“You coulda saved yourself the trouble an’ let me die.”
A ship stoker (George Bancroft) saves a depressed prostitute (Betty Compson) from suicide, then marries her on a drunken lark.
Genres, Themes, Actors, and Directors:
- George Bancroft Films
- Josef Von Sternberg Films
- New York
- Silent Films
Josef von Sternberg’s whirlwind romantic fable manages to pack an enormous amount of genuine pathos into a story taking place literally overnight. Thanks to sensitive acting by all involved, we quickly grow to care for these characters — particularly the world-weary Compson — and are disappointed when the film ends after only 76 minutes. There’s a refreshing lack of moralizing, thus affording us a much more authentic glimpse of these characters’ lives than would be possible just a few years later during the Hays Code era. Harold Rosson’s atmospheric cinematography of the New York waterfront is a wonder to behold, and adds to the film’s overall appeal.
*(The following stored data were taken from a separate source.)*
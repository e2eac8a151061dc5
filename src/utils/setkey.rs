use indexmap::IndexMap;
use serde::{Deserialize, Serialize};

/// Canonical form of an order-insensitive tag set: the sorted tuple of its
/// tags. Two keys with the same tags in any presentation order canonicalize
/// to the same `SetKey`; distinct tag sets never collide.
#[derive(Debug, Clone, PartialEq, Eq, Hash, PartialOrd, Ord, Serialize, Deserialize)]
pub struct SetKey(Vec<String>);

impl SetKey {
    fn from_tags<I>(tags: I) -> Self
    where
        I: IntoIterator,
        I::Item: Into<String>,
    {
        let mut tags: Vec<String> = tags.into_iter().map(Into::into).collect();
        tags.sort();
        SetKey(tags)
    }

    /// The tags in canonical (sorted) order.
    pub fn tags(&self) -> &[String] {
        &self.0
    }
}

/// Anything usable as a key of a [`SetKeyMap`]: a single tag or any
/// collection of tags.
pub trait IntoSetKey {
    fn into_set_key(self) -> SetKey;
}

impl IntoSetKey for SetKey {
    fn into_set_key(self) -> SetKey {
        self
    }
}

impl IntoSetKey for &str {
    fn into_set_key(self) -> SetKey {
        SetKey(vec![self.to_string()])
    }
}

impl IntoSetKey for String {
    fn into_set_key(self) -> SetKey {
        SetKey(vec![self])
    }
}

impl<const N: usize> IntoSetKey for [&str; N] {
    fn into_set_key(self) -> SetKey {
        SetKey::from_tags(self)
    }
}

impl IntoSetKey for &[&str] {
    fn into_set_key(self) -> SetKey {
        SetKey::from_tags(self.iter().copied())
    }
}

impl IntoSetKey for Vec<String> {
    fn into_set_key(self) -> SetKey {
        SetKey::from_tags(self)
    }
}

impl IntoSetKey for Vec<&str> {
    fn into_set_key(self) -> SetKey {
        SetKey::from_tags(self)
    }
}

/// Map keyed by unordered tag sets.
/// A thin adapter over an insertion-ordered map that normalizes every
/// key-like input through [`IntoSetKey`] before reads, writes and
/// containment checks.
#[derive(Debug, Clone, Default, Serialize, Deserialize)]
#[serde(bound(serialize = "V: Serialize", deserialize = "V: Deserialize<'de>"))]
pub struct SetKeyMap<V> {
    #[serde(with = "indexmap::map::serde_seq")]
    inner: IndexMap<SetKey, V>,
}

impl<V> SetKeyMap<V> {
    pub fn new() -> Self {
        SetKeyMap {
            inner: IndexMap::new(),
        }
    }

    /// Insert under the canonicalized key, returning any replaced value.
    pub fn insert(&mut self, key: impl IntoSetKey, value: V) -> Option<V> {
        self.inner.insert(key.into_set_key(), value)
    }

    pub fn get(&self, key: impl IntoSetKey) -> Option<&V> {
        self.inner.get(&key.into_set_key())
    }

    pub fn contains_key(&self, key: impl IntoSetKey) -> bool {
        self.inner.contains_key(&key.into_set_key())
    }

    pub fn remove(&mut self, key: impl IntoSetKey) -> Option<V> {
        self.inner.shift_remove(&key.into_set_key())
    }

    #[inline]
    pub fn len(&self) -> usize {
        self.inner.len()
    }

    #[inline]
    pub fn is_empty(&self) -> bool {
        self.inner.is_empty()
    }

    /// Entries in insertion order.
    pub fn iter(&self) -> impl Iterator<Item = (&SetKey, &V)> {
        self.inner.iter()
    }

    pub fn keys(&self) -> impl Iterator<Item = &SetKey> {
        self.inner.keys()
    }

    pub fn values(&self) -> impl Iterator<Item = &V> {
        self.inner.values()
    }
}
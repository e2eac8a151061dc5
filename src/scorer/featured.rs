use std::fmt::Debug;
use std::hash::Hash;

use pathfinding::kuhn_munkres::{kuhn_munkres, Weights};

use super::search::max_over_prefixes;
use super::{ensure_unique, ScoreTriple};
use crate::error::MetricError;
use crate::features::{FeatureTable, FeatureVector};
use crate::utils::matrix::DenseMatrix;

/// Fixed-point scale for similarity weights handed to the assignment
/// solver, which works over ordered integer weights.
const WEIGHT_SCALE: f64 = 1e9;

/// Integer view of a similarity matrix for the Kuhn-Munkres solver.
struct FixedWeights {
    data: Vec<i64>,
    rows: usize,
    cols: usize,
}

impl FixedWeights {
    fn new(sim: &DenseMatrix, transposed: bool) -> Self {
        let (rows, cols) = if transposed {
            (sim.cols(), sim.rows())
        } else {
            (sim.rows(), sim.cols())
        };
        let mut data = Vec::with_capacity(rows * cols);
        for r in 0..rows {
            for c in 0..cols {
                let value = if transposed { sim.at(c, r) } else { sim.at(r, c) };
                data.push((value * WEIGHT_SCALE).round() as i64);
            }
        }
        FixedWeights { data, rows, cols }
    }
}

impl Weights<i64> for FixedWeights {
    fn rows(&self) -> usize {
        self.rows
    }

    fn columns(&self) -> usize {
        self.cols
    }

    fn at(&self, row: usize, col: usize) -> i64 {
        self.data[row * self.cols + col]
    }

    fn neg(&self) -> Self {
        FixedWeights {
            data: self.data.iter().map(|v| -v).collect(),
            rows: self.rows,
            cols: self.cols,
        }
    }
}

/// Maximum-weight one-to-one matching over a rectangular similarity
/// matrix, as `min(R, C)` (row, col) pairs.
/// The solver needs rows <= columns, so the wide orientation is solved on
/// the transpose and the pairs flipped back.
fn max_weight_assignment(sim: &DenseMatrix) -> Vec<(usize, usize)> {
    if sim.rows() == 0 || sim.cols() == 0 {
        return Vec::new();
    }
    if sim.rows() <= sim.cols() {
        let (_, assignment) = kuhn_munkres(&FixedWeights::new(sim, false));
        assignment.into_iter().enumerate().collect()
    } else {
        let (_, assignment) = kuhn_munkres(&FixedWeights::new(sim, true));
        assignment.into_iter().enumerate().map(|(c, r)| (r, c)).collect()
    }
}

/// Precision/recall over a similarity matrix: precision is the mean over
/// target columns of the best-matching reference similarity, recall the
/// mean over reference rows of the best-matching target similarity.
fn matrix_score(sim: &DenseMatrix, exclusive: bool) -> ScoreTriple {
    if exclusive {
        let matched = max_weight_assignment(sim);
        let sparse = sim.retain_cells(&matched);
        ScoreTriple::from_precision_recall(sparse.col_max_mean(), sparse.row_max_mean())
    } else {
        ScoreTriple::from_precision_recall(sim.col_max_mean(), sim.row_max_mean())
    }
}

/// F1/precision/recall between two inventories under graded feature
/// similarity.
///
/// Every token is mapped to its feature vector through `table`; tokens the
/// table does not recognize are silently dropped (a known coverage
/// limitation of phonetic feature data, deliberately not papered over with
/// fallback vectors). An empty vector list on either side yields the
/// undefined triple.
///
/// By default matches are not mutually exclusive: each target token is
/// scored by its single best reference token and vice versa, so one
/// reference phoneme may cover many target phonemes at once. With
/// `exclusive`, a maximum-weight one-to-one assignment is computed first
/// and all unmatched similarities are zeroed, which is the stricter
/// metric. Exclusive scores therefore never exceed their non-exclusive
/// counterparts.
///
/// With `search_max`, every non-empty prefix of the target vector list is
/// scored and the nan-safe lexicographic best triple wins.
pub fn set_f1_score_featured<F, T>(
    table: &F,
    reference: &[T],
    target: &[T],
    search_max: bool,
    exclusive: bool,
) -> Result<ScoreTriple, MetricError>
where
    F: FeatureTable,
    T: AsRef<str> + Hash + Eq + Debug,
{
    ensure_unique(reference.iter())?;
    ensure_unique(target.iter())?;

    let reference_segs = lookup(table, reference);
    let target_segs = lookup(table, target);
    if reference_segs.is_empty() || target_segs.is_empty() {
        return Ok(ScoreTriple::UNDEFINED);
    }

    let full = DenseMatrix::from_fn(reference_segs.len(), target_segs.len(), |i, j| {
        reference_segs[i].similarity(&target_segs[j])
    });

    if !search_max {
        Ok(matrix_score(&full, exclusive))
    } else {
        Ok(max_over_prefixes(target_segs.len(), |k| {
            matrix_score(&full.left_columns(k), exclusive)
        }))
    }
}

/// Feature vectors of the recognized tokens, via the table's scan over the
/// concatenated symbols.
fn lookup<F, T>(table: &F, tokens: &[T]) -> Vec<FeatureVector>
where
    F: FeatureTable,
    T: AsRef<str>,
{
    let joined: String = tokens.iter().map(AsRef::as_ref).collect();
    table.word_features(&joined)
}

#[cfg(test)]
mod tests {
    use super::*;
    use crate::features::MapFeatureTable;
    use approx::assert_relative_eq;

    fn toks(s: &str) -> Vec<String> {
        s.chars().map(String::from).collect()
    }

    /// Four symbols over four ternary features:
    ///   sim(a,o) = 3/4, sim(a,b) = 1/4, sim(a,c) = 0,
    ///   sim(b,c) = 3/4, sim(b,o) = 0,   sim(c,o) = 1/4.
    fn table() -> MapFeatureTable {
        let mut table = MapFeatureTable::new();
        table
            .insert("a", vec![1, -1, 1, 1])
            .insert("b", vec![-1, 1, 1, -1])
            .insert("c", vec![-1, 1, -1, -1])
            .insert("o", vec![1, -1, -1, 1]);
        table
    }

    #[test]
    fn identical_inventories_score_one() {
        let triple =
            set_f1_score_featured(&table(), &toks("abc"), &toks("abc"), false, false).unwrap();
        assert_relative_eq!(triple.f1, 1.0);
        assert_relative_eq!(triple.precision, 1.0);
        assert_relative_eq!(triple.recall, 1.0);
    }

    #[test]
    fn graded_similarity_rewards_near_matches() {
        // Columns o, b, c against rows a, b, c:
        // col maxes = 3/4 (a-o), 1 (b-b), 1 (c-c); row maxes identical.
        let triple =
            set_f1_score_featured(&table(), &toks("abc"), &toks("obc"), false, false).unwrap();
        assert_relative_eq!(triple.precision, 11.0 / 12.0);
        assert_relative_eq!(triple.recall, 11.0 / 12.0);
        assert_relative_eq!(triple.f1, 11.0 / 12.0);
    }

    #[test]
    fn non_exclusive_lets_one_reference_cover_many_targets() {
        // Single reference a against targets b and o: a covers both.
        let triple =
            set_f1_score_featured(&table(), &toks("a"), &toks("bo"), false, false).unwrap();
        assert_relative_eq!(triple.precision, (0.25 + 0.75) / 2.0);
        assert_relative_eq!(triple.recall, 0.75);
        assert_relative_eq!(triple.f1, 0.6);
    }

    #[test]
    fn exclusive_enforces_one_to_one_matching() {
        // Same inputs as above: a can only be matched to o, so the b
        // column drops to zero.
        let triple =
            set_f1_score_featured(&table(), &toks("a"), &toks("bo"), false, true).unwrap();
        assert_relative_eq!(triple.precision, 0.375);
        assert_relative_eq!(triple.recall, 0.75);
        assert_relative_eq!(triple.f1, 0.5);
    }

    #[test]
    fn exclusive_handles_more_rows_than_columns() {
        // Three references, one target: the assignment is solved on the
        // transpose. Only a-o survives.
        let non_exclusive =
            set_f1_score_featured(&table(), &toks("abc"), &toks("o"), false, false).unwrap();
        assert_relative_eq!(non_exclusive.precision, 0.75);
        assert_relative_eq!(non_exclusive.recall, 1.0 / 3.0);

        let exclusive =
            set_f1_score_featured(&table(), &toks("abc"), &toks("o"), false, true).unwrap();
        assert_relative_eq!(exclusive.precision, 0.75);
        assert_relative_eq!(exclusive.recall, 0.25);
    }

    #[test]
    fn exclusive_never_exceeds_non_exclusive() {
        let table = table();
        for (reference, target) in [
            ("abc", "obc"),
            ("abc", "o"),
            ("a", "bo"),
            ("ab", "co"),
            ("abco", "ab"),
        ] {
            for search_max in [false, true] {
                let loose = set_f1_score_featured(
                    &table,
                    &toks(reference),
                    &toks(target),
                    search_max,
                    false,
                )
                .unwrap();
                let strict = set_f1_score_featured(
                    &table,
                    &toks(reference),
                    &toks(target),
                    search_max,
                    true,
                )
                .unwrap();
                if loose.is_undefined() || strict.is_undefined() {
                    continue;
                }
                assert!(strict.f1 <= loose.f1 + 1e-12, "{reference} vs {target}");
                assert!(strict.precision <= loose.precision + 1e-12);
                assert!(strict.recall <= loose.recall + 1e-12);
            }
        }
    }

    #[test]
    fn unrecognized_tokens_are_dropped() {
        // z is not in the table; the reference collapses to just a.
        let triple =
            set_f1_score_featured(&table(), &toks("za"), &toks("a"), false, false).unwrap();
        assert_relative_eq!(triple.f1, 1.0);
    }

    #[test]
    fn all_tokens_unrecognized_is_undefined() {
        let triple =
            set_f1_score_featured(&table(), &toks("z"), &toks("a"), false, false).unwrap();
        assert!(triple.is_undefined());
        let triple =
            set_f1_score_featured(&table(), &toks("a"), &toks("z"), false, false).unwrap();
        assert!(triple.is_undefined());
    }

    #[test]
    fn duplicates_are_rejected_before_lookup() {
        let err =
            set_f1_score_featured(&table(), &toks("aa"), &toks("b"), false, false).unwrap_err();
        assert!(matches!(err, MetricError::NonUniqueElements { .. }));
    }

    #[test]
    fn search_max_scores_prefixes_of_the_target() {
        // Target order [o, b, c]: the full set wins here.
        let searched =
            set_f1_score_featured(&table(), &toks("abc"), &toks("obc"), true, false).unwrap();
        assert_relative_eq!(searched.f1, 11.0 / 12.0);
    }

    #[test]
    fn assignment_prefers_the_heavier_pairing() {
        // 2x2 between {a, b} and {o, c}: the greedy pick a-o (0.75) forces
        // b-c (0.75); total 1.5 beats a-c (0) + b-o (0).
        let sim = DenseMatrix::from_fn(2, 2, |r, c| match (r, c) {
            (0, 0) => 0.75,
            (0, 1) => 0.0,
            (1, 0) => 0.0,
            (1, 1) => 0.75,
            _ => unreachable!(),
        });
        let mut matched = max_weight_assignment(&sim);
        matched.sort_unstable();
        assert_eq!(matched, vec![(0, 0), (1, 1)]);
    }

    #[test]
    fn assignment_trades_a_local_best_for_the_global_best() {
        // Row 0 prefers col 0 (0.9), but giving col 0 to row 1 is better
        // overall: 0.8 + 0.7 > 0.9 + 0.1.
        let vals = [[0.9, 0.7], [0.8, 0.1]];
        let sim = DenseMatrix::from_fn(2, 2, |r, c| vals[r][c]);
        let mut matched = max_weight_assignment(&sim);
        matched.sort_unstable();
        assert_eq!(matched, vec![(0, 1), (1, 0)]);
    }
}
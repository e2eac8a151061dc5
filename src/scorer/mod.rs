pub mod exact;
pub mod featured;
pub mod search;

use std::collections::HashSet;
use std::fmt::Debug;
use std::hash::Hash;

use serde::{Deserialize, Serialize};

use crate::error::MetricError;

/// One scored comparison: `(f1, precision, recall)`, each in [0, 1] or NaN.
/// NaN is the undefined sentinel: it marks scores that could not be
/// computed (an empty operand set, or a precision/recall of exactly zero),
/// as opposed to a true zero. Callers aggregating across experiments are
/// expected to filter undefined triples explicitly.
#[derive(Debug, Clone, Copy, PartialEq, Serialize, Deserialize)]
pub struct ScoreTriple {
    pub f1: f64,
    pub precision: f64,
    pub recall: f64,
}

impl ScoreTriple {
    /// The undefined sentinel, NaN in every component.
    pub const UNDEFINED: ScoreTriple = ScoreTriple {
        f1: f64::NAN,
        precision: f64::NAN,
        recall: f64::NAN,
    };

    pub fn new(f1: f64, precision: f64, recall: f64) -> Self {
        ScoreTriple { f1, precision, recall }
    }

    /// Derive a triple from precision and recall.
    /// A precision or recall of exactly zero makes the F1 undefined rather
    /// than zero, so "no overlap at all" stays distinguishable from a low
    /// but computed score; the whole triple is promoted to the sentinel.
    pub fn from_precision_recall(precision: f64, recall: f64) -> Self {
        if precision == 0.0 || recall == 0.0 {
            return ScoreTriple::UNDEFINED;
        }
        let f1 = 2.0 / (1.0 / precision + 1.0 / recall);
        ScoreTriple { f1, precision, recall }
    }

    /// Whether any component is the undefined sentinel.
    #[inline]
    pub fn is_undefined(&self) -> bool {
        self.f1.is_nan() || self.precision.is_nan() || self.recall.is_nan()
    }

    /// Components in comparison order `(f1, precision, recall)`.
    #[inline]
    pub fn as_array(&self) -> [f64; 3] {
        [self.f1, self.precision, self.recall]
    }
}

impl From<(f64, f64, f64)> for ScoreTriple {
    fn from((f1, precision, recall): (f64, f64, f64)) -> Self {
        ScoreTriple::new(f1, precision, recall)
    }
}

/// Fail if any element appears more than once.
/// Precondition check run before a collection is treated as a set;
/// duplicates are reported via [`MetricError::NonUniqueElements`], never
/// silently merged.
pub fn ensure_unique<'a, T, I>(items: I) -> Result<(), MetricError>
where
    T: Hash + Eq + Debug + 'a,
    I: IntoIterator<Item = &'a T>,
{
    let mut seen = HashSet::new();
    for item in items {
        if !seen.insert(item) {
            return Err(MetricError::NonUniqueElements {
                duplicate: format!("{item:?}"),
            });
        }
    }
    Ok(())
}

#[cfg(test)]
mod tests {
    use super::*;
    use approx::assert_relative_eq;

    #[test]
    fn harmonic_mean_of_precision_and_recall() {
        let triple = ScoreTriple::from_precision_recall(0.5, 1.0);
        assert_relative_eq!(triple.f1, 2.0 / 3.0);
        assert_relative_eq!(triple.precision, 0.5);
        assert_relative_eq!(triple.recall, 1.0);
    }

    #[test]
    fn zero_precision_or_recall_is_undefined_not_zero() {
        assert!(ScoreTriple::from_precision_recall(0.0, 0.5).is_undefined());
        assert!(ScoreTriple::from_precision_recall(0.5, 0.0).is_undefined());
        assert!(ScoreTriple::UNDEFINED.is_undefined());
        assert!(!ScoreTriple::from_precision_recall(0.5, 0.5).is_undefined());
    }

    #[test]
    fn ensure_unique_accepts_distinct_elements() {
        assert!(ensure_unique(["a", "b", "c"].iter()).is_ok());
        assert!(ensure_unique(Vec::<&String>::new()).is_ok());
    }

    #[test]
    fn ensure_unique_reports_the_duplicate() {
        let err = ensure_unique(["a", "b", "a"].iter()).unwrap_err();
        assert_eq!(
            err,
            MetricError::NonUniqueElements {
                duplicate: "\"a\"".to_string()
            }
        );
    }
}
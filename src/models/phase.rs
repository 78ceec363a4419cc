//! Coarse classification of what the agent is currently doing.

use std::fmt::{Display, Formatter};

use serde::{Deserialize, Serialize};

/// What the agent is currently believed to be doing.
///
/// Exactly one phase is active at a time. The orchestrator loop is the only
/// writer; the stall monitor reads it to pick a liveness timeout. `Idle`
/// holds whenever no turn is in flight.
#[derive(Debug, Clone, Copy, Default, Serialize, Deserialize, PartialEq, Eq, Hash)]
#[serde(rename_all = "snake_case")]
pub enum Phase {
    /// No turn in flight.
    #[default]
    Idle,
    /// Turn just submitted, nothing heard back yet.
    Request,
    /// Agent is reasoning or streaming a reply.
    Thinking,
    /// Agent is executing a command or tool.
    Tool,
    /// Agent is applying a file change.
    Patch,
    /// Agent reported task completion; the turn call has not returned yet.
    Complete,
}

impl Phase {
    /// Whether this phase can carry outstanding sub-operations.
    #[must_use]
    pub fn tracks_active_operations(self) -> bool {
        matches!(self, Self::Tool | Self::Patch)
    }
}

impl Display for Phase {
    fn fmt(&self, f: &mut Formatter<'_>) -> std::fmt::Result {
        let label = match self {
            Self::Idle => "idle",
            Self::Request => "request",
            Self::Thinking => "thinking",
            Self::Tool => "tool",
            Self::Patch => "patch",
            Self::Complete => "complete",
        };
        f.write_str(label)
    }
}
//! Orchestrator loop.
//!
//! One routine owns the session: it pulls messages from the queue, issues
//! exactly one agent turn at a time, routes the turn's events through the
//! translators, and reacts to stall verdicts and control commands while the
//! turn runs. Everything that talks to the agent happens here; the stall
//! monitor only reports.
//!
//! ```text
//! waiting-for-message ──dequeue──▶ starting-turn | continuing-turn
//!        ▲                                   │
//!        └──────────── turn-finishing ◀──────┘
//! ```

use std::sync::Arc;
use std::time::Duration;

use tokio::sync::mpsc;
use tokio_util::sync::CancellationToken;
use tracing::{debug, error, info, info_span, warn, Instrument};

use crate::config::RelayConfig;
use crate::models::message::PendingMessage;
use crate::models::normalized::SessionEvent;
use crate::models::phase::Phase;
use crate::models::session::{ExitReason, Session};
use crate::orchestrator::control::{ControlCommand, OrchestratorHandle};
use crate::orchestrator::queue::{SessionQueue, WaitOutcome};
use crate::orchestrator::sink::{PermissionSink, SessionSink};
use crate::orchestrator::stall_monitor::{Activity, StallEvent, StallMonitor, StallMonitorHandle};
use crate::protocol::client::{AgentClient, ResumePointer, TurnOutcome, TurnRequest};
use crate::protocol::events::RawEvent;
use crate::resume::ResumeReconstructor;
use crate::transcript::TranscriptStore;
use crate::translate::Translators;
use crate::{AppError, Result};

/// Stall verdict channel depth.
const STALL_CHANNEL_CAPACITY: usize = 8;

/// First delay after a spurious queue-wait cancellation.
const WAIT_BACKOFF_BASE: Duration = Duration::from_millis(100);

/// Upper bound for the queue-wait backoff.
const WAIT_BACKOFF_MAX: Duration = Duration::from_secs(5);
Redeeming Qualities and Moments:
- George Bancroft as the well-meaning yet fiercely independent sailor (nominated by Peary for an Alternate Oscar as best actor of the year)
- Olga Baclanova as Compson’s helpful friend
- Gorgeous black-and-white cinematography
Yes. This is a rare silent film which transcends the limitations of its format, and emerges as a surprisingly effective romance.
(Listed in 1001 Movies You Must See Before You Die)
One thought on “Docks of New York, The (1928)”
An absolute must!
A perfectly realized film – and the rare silent that hardly feels like a silent at all.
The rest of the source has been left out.